- [Exercise objective]:
Search the listing below for the word "LoginCheck" and copy each line that holds it.

● ● ● ●

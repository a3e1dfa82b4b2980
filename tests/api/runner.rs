use crate::common::spawn_api;
use api_checks::runner::{SuiteSelection, render_html_report, run_suites};
use api_checks::suites::category::CategoryCheck;
use api_checks::suites::login::LoginCheck;

#[tokio::test]
async fn all_suites_run_in_order_and_pass() {
    // Arrange
    let app = spawn_api().await;

    // Act
    let summary = run_suites(&app.client, SuiteSelection::All).await;

    // Assert
    assert_eq!(
        summary.outcomes.len(),
        LoginCheck::all().len() + CategoryCheck::ALL.len()
    );
    assert_eq!(summary.outcomes[0].suite, "login");
    assert_eq!(summary.outcomes.last().unwrap().suite, "category");
    assert!(summary.is_success());
    assert_eq!(summary.exit_code(), 0);
}

#[tokio::test]
async fn a_single_suite_selection_runs_only_that_suite() {
    // Arrange
    let app = spawn_api().await;

    // Act
    let summary = run_suites(&app.client, SuiteSelection::Category).await;

    // Assert
    assert_eq!(summary.outcomes.len(), CategoryCheck::ALL.len());
    assert!(summary.outcomes.iter().all(|o| o.suite == "category"));
}

#[tokio::test]
async fn the_report_lists_every_check_that_ran() {
    // Arrange
    let app = spawn_api().await;
    let summary = run_suites(&app.client, SuiteSelection::All).await;

    // Act
    let html = render_html_report(&summary, &app.client.settings().base_url);

    // Assert
    for outcome in &summary.outcomes {
        assert!(html.contains(&outcome.name), "Missing {} in report", outcome.name);
    }
    assert!(html.contains(&format!("{} checks, {} passed, 0 failed", summary.outcomes.len(), summary.outcomes.len())));
}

● ● ● ●

- [Result of this exercise]:
use api_checks::suites::login::LoginCheck;
        LoginCheck::all().len() + CategoryCheck::ALL.len()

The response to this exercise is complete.